Flood vulnerabilities of various flooded entities are dependent on flooding process, e.g. time period, flooding intensity, spatial and temporal distribution, especially for growing crops affected. This information can not be obtained by classical methods (like field survey, middle to high-resolution images and hydraulic models) due to factors of laboring, cost, complicacy and accuracy. It is necessary to develop a new approach of lower cost and reasonable accuracy to gain our ends. This paper made an experimental study of linear unmixing method to try to approximate our goal with easy-to-get,
high frequent revisit, though low spatial resolution NOAA AVHRR image in Poyang lake region of Jiangxi province, P.R.China. This region is located at north Jiangxi province; its low flat plain topography has very little multiplicative spectral reflections, and is suitable for linear unmixing application. After analyzing the histograms of NOAA AVHRR images, we decided to use the difference image of band-2, band-1 and minus band-2 to differentiate water from others.
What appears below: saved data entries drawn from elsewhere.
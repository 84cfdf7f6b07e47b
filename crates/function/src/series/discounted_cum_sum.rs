// SPDX-License-Identifier: AGPL-3.0-or-later
// Copyright (c) 2025 ReifyDB

use colplug_column::{Column, ColumnBuilder};
use colplug_type::{Fragment, FunctionError, Result, Type, return_error};
use serde::Deserialize;
use tracing::{instrument, trace, warn};

use crate::{
	ColumnFunction, FunctionContext, FunctionDescriptor, FunctionKind,
	kwargs::{self, Kwargs},
};

const NAME: &str = "discounted_cum_sum";

#[derive(Clone, Debug, PartialEq, Deserialize)]
pub struct DiscountedCumSumKwargs {
	pub gamma: f64,
}

impl Kwargs for DiscountedCumSumKwargs {
	const REQUIRED: &'static [&'static str] = &["gamma"];
}

/// Decayed running total: `y[i] = x[i] + gamma * y[prev]`.
///
/// `prev` is the last non-null row before `i`; the accumulator starts at 0.
/// A null row yields null and leaves the accumulator untouched, so the decay
/// chain continues across it as if the row were absent. Any integer or float
/// input is widened to `f64`; the output is always `Float8` and keeps the
/// input's name.
///
/// `gamma` is not range checked. Values of 1 or above make the sum grow
/// without bound, negative values make it alternate; both follow plain IEEE
/// arithmetic, including overflow to infinity.
#[instrument(name = "function::discounted_cum_sum::call", level = "debug", skip(input), fields(rows = input.len()))]
pub fn discounted_cum_sum(input: &Column, gamma: f64) -> Result<Column> {
	let actual = input.get_type();
	if !actual.is_number() && !actual.is_undefined() {
		return_error!(FunctionError::InvalidArgumentType {
			function: Fragment::internal(NAME),
			index: 0,
			expected: Type::numbers(),
			actual,
		});
	}

	if !(0.0..1.0).contains(&gamma) {
		warn!(gamma, "gamma outside [0, 1); the discounted sum will not converge");
	}

	trace!(chunks = input.chunks().len(), "scanning");

	let mut builder = ColumnBuilder::new(input.name().clone(), Type::Float8, input.len());
	let mut acc = 0.0f64;

	for value in input.iter_f64() {
		match value {
			Some(x) => {
				acc = x + gamma * acc;
				builder.push(acc);
			}
			None => builder.push_undefined(),
		}
	}

	Ok(builder.finish())
}

pub struct DiscountedCumSum {
	descriptor: FunctionDescriptor,
}

impl DiscountedCumSum {
	pub fn new() -> Self {
		Self {
			descriptor: FunctionDescriptor {
				name: NAME,
				kind: FunctionKind::Scan,
				arity: 1,
				output: Type::Float8,
			},
		}
	}
}

impl Default for DiscountedCumSum {
	fn default() -> Self {
		Self::new()
	}
}

impl ColumnFunction for DiscountedCumSum {
	fn descriptor(&self) -> &FunctionDescriptor {
		&self.descriptor
	}

	fn call<'a>(&'a self, ctx: FunctionContext<'a>) -> Result<Column> {
		let [input] = ctx.inputs else {
			return_error!(FunctionError::ArityMismatch {
				function: Fragment::internal(NAME),
				expected: 1,
				actual: ctx.inputs.len(),
			});
		};
		let DiscountedCumSumKwargs {
			gamma,
		} = kwargs::parse(NAME, ctx.kwargs)?;
		discounted_cum_sum(input, gamma)
	}
}
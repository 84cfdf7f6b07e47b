// SPDX-License-Identifier: AGPL-3.0-or-later
// Copyright (c) 2025 ReifyDB

use colplug_type::{Fragment, Type};

use crate::{Column, ColumnData};

/// Appends a typed value to a chunk of the matching type.
pub trait Push<T> {
	fn push(&mut self, value: T);
}

macro_rules! impl_push {
	($($ty:ty => $variant:ident),* $(,)?) => {
		$(
			impl Push<$ty> for ColumnData {
				fn push(&mut self, value: $ty) {
					match self {
						ColumnData::$variant(container) => container.push(value),
						ColumnData::Undefined(container) => {
							let mut upgraded = ColumnData::with_capacity(Type::$variant, container.len() + 1);
							for _ in 0..container.len() {
								upgraded.push_undefined();
							}
							upgraded.push(value);
							*self = upgraded;
						}
						other => {
							panic!(
								"called `push::<{}>()` on incompatible ColumnData::{}",
								stringify!($ty),
								other.get_type()
							);
						}
					}
				}
			}
		)*
	};
}

impl_push! {
	f32 => Float4,
	f64 => Float8,
	i8 => Int1,
	i16 => Int2,
	i32 => Int4,
	i64 => Int8,
	i128 => Int16,
	u8 => Uint1,
	u16 => Uint2,
	u32 => Uint4,
	u64 => Uint8,
	u128 => Uint16,
	String => Utf8,
}

impl Push<bool> for ColumnData {
	fn push(&mut self, value: bool) {
		match self {
			ColumnData::Bool(container) => container.push(value),
			ColumnData::Undefined(container) => {
				let mut upgraded = ColumnData::with_capacity(Type::Boolean, container.len() + 1);
				for _ in 0..container.len() {
					upgraded.push_undefined();
				}
				upgraded.push(value);
				*self = upgraded;
			}
			other => {
				panic!("called `push::<bool>()` on incompatible ColumnData::{}", other.get_type());
			}
		}
	}
}

/// Writes a function's output column, one position at a time.
///
/// The builder owns its buffer until [`ColumnBuilder::finish`]; an early
/// return drops it together with everything pushed so far.
#[derive(Debug)]
pub struct ColumnBuilder {
	name: Fragment,
	data: ColumnData,
}

impl ColumnBuilder {
	pub fn new(name: impl Into<Fragment>, target: Type, capacity: usize) -> Self {
		Self {
			name: name.into(),
			data: ColumnData::with_capacity(target, capacity),
		}
	}

	pub fn push<T>(&mut self, value: T)
	where
		ColumnData: Push<T>,
	{
		self.data.push(value);
	}

	pub fn push_undefined(&mut self) {
		self.data.push_undefined();
	}

	pub fn push_option<T>(&mut self, value: Option<T>)
	where
		ColumnData: Push<T>,
	{
		match value {
			Some(v) => self.data.push(v),
			None => self.data.push_undefined(),
		}
	}

	/// Appends a chunk produced elsewhere, e.g. by a worker thread.
	pub fn append(&mut self, data: &ColumnData) {
		self.data.extend(data);
	}

	pub fn len(&self) -> usize {
		self.data.len()
	}

	pub fn is_empty(&self) -> bool {
		self.data.is_empty()
	}

	pub fn finish(self) -> Column {
		Column::single(self.name, self.data)
	}
}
After application of linear unmixing, we assumed area fraction of water in each pixel is approximately equal to calculated spectral fraction of water in each pixel (this is virtually true when there is little multiplicative reflection and refraction), then fine geo-referencing and spatial assignment were made based on the relation between the element (water) to be spatially assigned and other high-resolution thematic factor DEM. This study provide a new Earth Observation
approach for continuously monitoring distribution change of relatively homogeneous large-scale features, like waters, desert, oil spillage extension etc.